Leishmaniasis is a notorious disease affecting mainly poor people. Visceral Leishmaniasis (VL) is a clinical form of Leishmaniasis which mainly affects people living below poverty line. There are no available vaccines against VL and chemotherapy still remains the mainstay for treatment. However, the use of the current therapeutic agents are limited due to issues of toxicity, side effects and cost effectiveness. Thus, repositioning of FDA approved drugs for anti-leishmanial therapeutics and encapsulation of the same in nanoliposomes may pave the way of future anti-leishmanial therapeutics. In this work, liposome encapsulated Halofantrine (Halolipo) was prepared by extrusion of hydrated lipid film method. The Halolipo was characterized by Dynamic Light Scattering and Transmission Electron Microscopy. The effect of Halolipo on Leishmania donovani Ag83 promastigotes was assessed by MIT assay and qualitative analysis of ROS generation and mitochondrial membrane depolarization was performed. The cell death was visualized by dual staining with Acridine orange and Ethidium bromide followed by fluorescence microscopy. The encapsulation of Halofantrine drug in liposome was confirmed by characteristic peak at 260 nm by UV-vis spectrophotometer.
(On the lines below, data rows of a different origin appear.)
//! 两阶段能量带强度归一化.
//!
//! 1. 第一阶段: 去黑边, 缩放到长边 2048, 以图像中心 70% 区域为统计区域归一化;
//! 2. 对第一阶段的可读图像做肺部分割;
//! 3. 第二阶段: 以肺部掩膜为统计区域再次归一化.
//!
//! 若分割没有找到肺部, 则跳过第二阶段, 返回 [`Normalized::NoLungsFound`].

mod config;

pub use config::{NormalizerConfig, StandardizerConfig};

use crate::bands::{band_statistics, reconstruct, split_energy_bands};
use crate::bands::{ReferenceCoefficients, Region};
use crate::geometry::{crop_borders, resize_preserve_aspect, SizeChanges};
use crate::segment::{is_empty_mask, run_checked, LungSegmenter};
use crate::{IntensityWindow, NormError, NormResult, Spacing};
use either::Either;
use ndarray::{Array2, ArrayView2};

/// 第一阶段 (中心 70% 区域) 的归一化结果.
#[derive(Clone, Debug)]
pub struct CentralNorm {
    /// 未截断的归一化图像, 作为第二阶段的输入.
    pub norm: Array2<f64>,

    /// 以 `均值 ± 5` 为窗口映射到 `[0, 4095]` 并量化的可读图像, 作为分割的输入.
    pub readable: Array2<u16>,

    /// 缩放后的像素间距.
    pub spacing: Spacing,

    /// 去黑边和缩放两条尺寸变化记录.
    pub changes: SizeChanges,
}

/// 完整两阶段归一化的结果.
#[derive(Clone, Debug)]
pub enum Normalized {
    /// 两阶段均已完成. `image` 取值范围为 `[0, 4095]`, 尚未量化.
    Success {
        /// 归一化图像.
        image: Array2<f64>,
        /// 像素间距.
        spacing: Spacing,
        /// 去黑边和缩放两条尺寸变化记录.
        changes: SizeChanges,
    },

    /// 分割没有找到肺部 (掩膜最大值为 0). `mask` 即分割输出本身.
    NoLungsFound {
        /// 全零掩膜.
        mask: Array2<f64>,
        /// 像素间距.
        spacing: Spacing,
        /// 去黑边和缩放两条尺寸变化记录.
        changes: SizeChanges,
    },
}

impl Normalized {
    /// 是否两阶段均已完成.
    #[inline]
    pub fn is_success(&self) -> bool {
        matches!(self, Normalized::Success { .. })
    }

    /// 输出图像的像素间距.
    #[inline]
    pub fn spacing(&self) -> Spacing {
        match self {
            Normalized::Success { spacing, .. } | Normalized::NoLungsFound { spacing, .. } => {
                *spacing
            }
        }
    }

    /// 迄今为止的尺寸变化记录.
    #[inline]
    pub fn changes(&self) -> &SizeChanges {
        match self {
            Normalized::Success { changes, .. } | Normalized::NoLungsFound { changes, .. } => {
                changes
            }
        }
    }
}

/// 两阶段强度归一化器. 不持有任何可变状态, 可以在多次调用之间复用.
#[derive(Clone, Debug, Default)]
pub struct Normalizer {
    config: NormalizerConfig,
}

impl Normalizer {
    /// 使用给定参数构建.
    #[inline]
    pub fn new(config: NormalizerConfig) -> Self {
        Self { config }
    }

    /// 当前参数.
    #[inline]
    pub fn config(&self) -> &NormalizerConfig {
        &self.config
    }

    /// 分解 -> 区域统计 -> 重建.
    fn normalize_bands(
        &self,
        image: ArrayView2<f64>,
        region: Region,
        coefficients: &ReferenceCoefficients,
    ) -> NormResult<Array2<f64>> {
        let bands = split_energy_bands(image, &self.config.sigmas)?;
        let stats = band_statistics(&bands, region)?;
        log::debug!(
            "能量带统计: means = {:?}, stdevs = {:?}",
            stats.means(),
            stats.stdevs()
        );
        reconstruct(bands, &stats, coefficients, self.config.min_stdev)
    }

    /// 去黑边并缩放到第一阶段的长边.
    fn stage1_geometry(
        &self,
        image: ArrayView2<f64>,
        spacing: Spacing,
    ) -> NormResult<(Array2<f64>, Spacing, SizeChanges)> {
        let (cropped, mut changes) = crop_borders(image, self.config.border_threshold_factor)?;
        let (resized, spacing, resize_changes) =
            resize_preserve_aspect(cropped.view(), spacing, self.config.stage1_long_edge, false)?;
        changes.extend(resize_changes);
        Ok((resized, spacing, changes))
    }

    /// 以中心区域为统计区域归一化, 返回 (归一化图像, 可读图像).
    fn stage1_intensity(
        &self,
        resized: ArrayView2<f64>,
    ) -> NormResult<(Array2<f64>, Array2<u16>)> {
        let norm = self.normalize_bands(
            resized,
            Either::Right(self.config.central_box),
            &self.config.central_coefficients,
        )?;

        let mean = norm.mean().ok_or(NormError::EmptyImage)?;
        let half = self.config.stage1_half_window;
        let window = IntensityWindow::centered(mean, half).ok_or(NormError::InvalidWindow {
            lower: mean - half,
            upper: mean + half,
        })?;
        let readable = norm.mapv(|v| window.eval_f64(v) as u16);
        Ok((norm, readable))
    }

    /// 第一阶段: 去黑边, 缩放, 以中心区域为统计区域归一化.
    pub fn central_70(&self, image: ArrayView2<f64>, spacing: Spacing) -> NormResult<CentralNorm> {
        self.config.validate()?;
        let (resized, spacing, changes) = self.stage1_geometry(image, spacing)?;
        let (norm, readable) = self.stage1_intensity(resized.view())?;
        Ok(CentralNorm {
            norm,
            readable,
            spacing,
            changes,
        })
    }

    /// 第二阶段: 以 `lung_mask` (值 > 0) 为统计区域归一化, 并将 `[-5, 5]` 映射到 `[0, 4095]`.
    ///
    /// `norm70` 应为 [`Self::central_70`] 返回的 `norm`. 返回值为实数, 已截断但未量化.
    pub fn lung_masked(
        &self,
        norm70: ArrayView2<f64>,
        lung_mask: ArrayView2<f64>,
    ) -> NormResult<Array2<f64>> {
        self.config.validate()?;

        let norm = self.normalize_bands(
            norm70,
            Either::Left(lung_mask),
            &self.config.lung_coefficients,
        )?;
        let (lower, upper) = self.config.stage2_window;
        let window =
            IntensityWindow::new(lower, upper).ok_or(NormError::InvalidWindow { lower, upper })?;
        Ok(norm.mapv(|v| window.eval_f64(v)))
    }

    /// 完整的两阶段归一化, 中间调用 `segmenter` 做肺部分割.
    ///
    /// 分割结果全为 0 时不做第二阶段, 返回 [`Normalized::NoLungsFound`].
    /// 第一阶段能量带退化 (如常数图像) 时, 分割器收到全零图像; 若其结果同样全为 0,
    /// 仍返回 [`Normalized::NoLungsFound`], 否则返回 [`NormError::DegenerateBand`].
    pub fn full_normalization<S>(
        &self,
        image: ArrayView2<f64>,
        spacing: Spacing,
        segmenter: &S,
    ) -> NormResult<Normalized>
    where
        S: LungSegmenter + ?Sized,
    {
        self.config.validate()?;
        let (resized, spacing, changes) = self.stage1_geometry(image, spacing)?;

        // 第一阶段退化时不产生 NaN 图像, 而是以全零可读图像询问分割器.
        let stage1 = match self.stage1_intensity(resized.view()) {
            Ok(pair) => Ok(pair),
            Err(err @ NormError::DegenerateBand { .. }) => {
                log::debug!("第一阶段退化: {err}, 以全零图像分割");
                Err(err)
            }
            Err(err) => return Err(err),
        };

        let mask = match &stage1 {
            Ok((_, readable)) => run_checked(segmenter, readable.mapv(f64::from).view())?,
            Err(_) => run_checked(segmenter, Array2::<f64>::zeros(resized.raw_dim()).view())?,
        };
        if is_empty_mask(mask.view()) {
            log::warn!("肺部分割结果为空, 返回空图像");
            return Ok(Normalized::NoLungsFound {
                mask,
                spacing,
                changes,
            });
        }

        // 分割给出了肺部, 但第一阶段退化: 第二阶段没有可用的输入.
        let (norm, _) = stage1?;
        let image = self.lung_masked(norm.view(), mask.view())?;
        Ok(Normalized::Success {
            image,
            spacing,
            changes,
        })
    }
}

#[cfg(test)]
mod tests {
    use super::{Normalized, Normalizer, NormalizerConfig};
    use crate::bands::ReferenceCoefficients;
    use crate::geometry::SizeChange;
    use crate::{NormError, Spacing};
    use ndarray::{Array2, ArrayView2};

    /// 小尺寸配置, 使测试足够快.
    fn small_config() -> NormalizerConfig {
        NormalizerConfig {
            sigmas: vec![1.0, 2.0],
            central_coefficients: ReferenceCoefficients::new(vec![1.0, 0.15, 0.09]).unwrap(),
            lung_coefficients: ReferenceCoefficients::new(vec![1.0, 0.26, 0.18]).unwrap(),
            stage1_long_edge: 64,
            ..Default::default()
        }
    }

    /// 带黑边的伪胸片: 内容区域含低频梯度和高频纹理.
    fn fake_cxr() -> Array2<f64> {
        Array2::from_shape_fn((60, 80), |(h, w)| {
            if !(5..55).contains(&h) || !(8..72).contains(&w) {
                0.0
            } else {
                1000.0
                    + 8.0 * h as f64
                    + 300.0 * ((w as f64) / 7.0).sin()
                    + ((h * 37 + w * 11) % 17) as f64 * 20.0
            }
        })
    }

    /// 把可读图像中较暗的一半视为 "肺".
    fn dark_half(img: ArrayView2<f64>) -> Array2<f64> {
        let mean = img.mean().unwrap();
        img.mapv(|v| if v < mean { 0.8 } else { 0.0 })
    }

    #[test]
    fn test_central_70_stage() {
        let n = Normalizer::new(small_config());
        let spacing = Spacing::isotropic(0.2).unwrap();
        let out = n.central_70(fake_cxr().view(), spacing).unwrap();

        assert_eq!(out.norm.dim(), (50, 64));
        assert_eq!(out.readable.dim(), (50, 64));
        assert!(out.readable.iter().all(|&v| v <= 4095));
        assert!(out.norm.iter().all(|v| v.is_finite()));

        let changes = out.changes.as_slice();
        assert_eq!(changes.len(), 2);
        assert!(matches!(changes[0], SizeChange::Crop { top: 5, left: 8, .. }));
        assert_eq!(
            changes[1],
            SizeChange::Resize {
                from: (50, 64),
                to: (50, 64)
            }
        );
        assert_eq!(out.spacing, spacing);
    }

    #[test]
    fn test_full_normalization_success() {
        let n = Normalizer::new(small_config());
        let spacing = Spacing::isotropic(0.2).unwrap();
        let out = n
            .full_normalization(fake_cxr().view(), spacing, &dark_half)
            .unwrap();
        assert!(out.is_success());
        assert_eq!(out.changes().len(), 2);
        let Normalized::Success { image, .. } = out else {
            unreachable!()
        };
        assert_eq!(image.dim(), (50, 64));
        assert!(image.iter().all(|&v| (0.0..=4095.0).contains(&v)));
    }

    #[test]
    fn test_no_lungs_found() {
        let n = Normalizer::new(small_config());
        let spacing = Spacing::isotropic(0.2).unwrap();
        let nothing = |img: ArrayView2<f64>| Array2::<f64>::zeros(img.raw_dim());
        let out = n
            .full_normalization(fake_cxr().view(), spacing, &nothing)
            .unwrap();
        assert!(!out.is_success());
        assert_eq!(out.changes().len(), 2);
        let Normalized::NoLungsFound { mask, .. } = out else {
            unreachable!()
        };
        assert!(mask.iter().all(|&v| v == 0.0));
    }

    #[test]
    fn test_degenerate_image_fails_loudly() {
        // 常数图像的能量带方差为 0, 必须报错而不是产生 NaN.
        let n = Normalizer::new(small_config());
        let flat = Array2::from_elem((30, 30), 100.0);
        let err = n
            .central_70(flat.view(), Spacing::isotropic(1.0).unwrap())
            .unwrap_err();
        assert!(matches!(err, NormError::DegenerateBand { .. }));
    }

    #[test]
    fn test_degenerate_image_without_lungs() {
        let n = Normalizer::new(small_config());
        let zeros = Array2::<f64>::zeros((30, 40));
        let spacing = Spacing::isotropic(0.5).unwrap();

        let seen = std::cell::Cell::new(f64::NAN);
        let nothing = |img: ArrayView2<f64>| {
            seen.set(img.fold(0.0, |acc: f64, &v| acc.max(v.abs())));
            Array2::<f64>::zeros(img.raw_dim())
        };
        let out = n.full_normalization(zeros.view(), spacing, &nothing).unwrap();
        // 分割器收到的是全零图像, 而不是 NaN.
        assert_eq!(seen.get(), 0.0);
        assert_eq!(out.changes().len(), 2);
        let Normalized::NoLungsFound { mask, .. } = out else {
            unreachable!()
        };
        assert_eq!(mask, Array2::<f64>::zeros((48, 64)));

        let everything = |img: ArrayView2<f64>| Array2::from_elem(img.raw_dim(), 1.0);
        let err = n
            .full_normalization(zeros.view(), spacing, &everything)
            .unwrap_err();
        assert!(matches!(err, NormError::DegenerateBand { band: 0, .. }));
    }

    #[test]
    fn test_config_checked_at_call_time() {
        let n = Normalizer::new(NormalizerConfig {
            sigmas: vec![1.0],
            ..Default::default()
        });
        let err = n
            .central_70(fake_cxr().view(), Spacing::isotropic(1.0).unwrap())
            .unwrap_err();
        assert_eq!(
            err,
            NormError::CoefficientMismatch {
                expected: 2,
                actual: 6
            }
        );
    }
}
The formulated halolipo was 20 nm in size and stable for > 4 weeks at 4 degrees C. Maximum encapsulation was observed at a ratio of 1:200 (Lipid:Halofantrine) Halofantrine is released from Halolipo at both pH 7.2 and 5.5. Halolipo causes decrease in cell viability of L. donovani Ag83 promastigotes and leading to cellular stress as evident from increased ROS generation and mitochondrial membrane depolarization. These events culminate into cell death as observed by dual staining of L. donovani promastigotes by Acridine orange and Ethidium bromide. The novel Halolipo is a promising anti-leishmanial agent and may be used for future anti-leishmanial therapeutics.